Records excerpted from a collection
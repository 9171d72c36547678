//! Cluster rebalancer daemon
//!
//! Runs the continuous audit loop: snapshot the cluster, run the
//! configured strategy, synthesize a plan, and either execute it or
//! report it for approval.
//!
//! Engine metrics register into the default prometheus registry;
//! an embedding process exposes them via `prometheus::gather()` and
//! `TextEncoder`. The daemon itself carries no HTTP surface.

use anyhow::Result;
use rebalancer_core::{
    AuditCoordinator, EngineMetrics, NoopStrategy, StrategyRegistry, WorkloadConsolidation,
};
use std::sync::Arc;
use tokio::sync::broadcast;
use tracing::info;
use tracing_subscriber::{fmt, prelude::*, EnvFilter};

mod adapters;
mod config;

const DAEMON_VERSION: &str = env!("CARGO_PKG_VERSION");

#[tokio::main]
async fn main() -> Result<()> {
    // JSON logs with env-filter, default level info.
    tracing_subscriber::registry()
        .with(EnvFilter::try_from_default_env().unwrap_or_else(|_| EnvFilter::new("info")))
        .with(fmt::layer().json())
        .init();

    info!(version = DAEMON_VERSION, "Starting rebalancerd");

    let config = config::DaemonConfig::load()?;
    info!(
        scope = %config.scope,
        strategy = %config.strategy,
        auto_apply = config.auto_apply,
        interval_secs = config.interval_secs,
        "Daemon configured"
    );

    // Registers into the default prometheus registry, see module docs for
    // the export path.
    let _metrics = EngineMetrics::new();

    // Strategies are registered once at startup; audit cycles only resolve.
    let registry = StrategyRegistry::new();
    registry.register(Arc::new(WorkloadConsolidation::default()))?;
    registry.register(Arc::new(NoopStrategy))?;
    info!(strategies = ?registry.names(), "Strategies registered");

    let cluster = Arc::new(adapters::FileInventorySource::new(&config.cluster_file));
    let driver = Arc::new(adapters::DryRunDriver);

    let coordinator = Arc::new(AuditCoordinator::new(
        Arc::new(registry),
        cluster.clone(),
        cluster,
        driver,
        config.audit_config(),
    ));

    let (shutdown_tx, shutdown_rx) = broadcast::channel(1);
    let loop_handle = {
        let coordinator = coordinator.clone();
        tokio::spawn(async move { coordinator.run_continuous(shutdown_rx).await })
    };

    tokio::signal::ctrl_c().await?;
    info!("SIGINT received, shutting down");
    let _ = shutdown_tx.send(());
    loop_handle.await?;

    Ok(())
}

**Required action:** After locating the line holding "execute it or" above, output exactly that line and every line after it through the line holding "#[tokio::main]". Include nothing else.

**Answer:**
//! configured strategy, synthesize a plan, and either execute it or
//! report it for approval.
//!
//! Engine metrics register into the default prometheus registry;
//! an embedding process exposes them via `prometheus::gather()` and
//! `TextEncoder`. The daemon itself carries no HTTP surface.

use anyhow::Result;
use rebalancer_core::{
    AuditCoordinator, EngineMetrics, NoopStrategy, StrategyRegistry, WorkloadConsolidation,
};
use std::sync::Arc;
use tokio::sync::broadcast;
use tracing::info;
use tracing_subscriber::{fmt, prelude::*, EnvFilter};

mod adapters;
mod config;

const DAEMON_VERSION: &str = env!("CARGO_PKG_VERSION");

#[tokio::main]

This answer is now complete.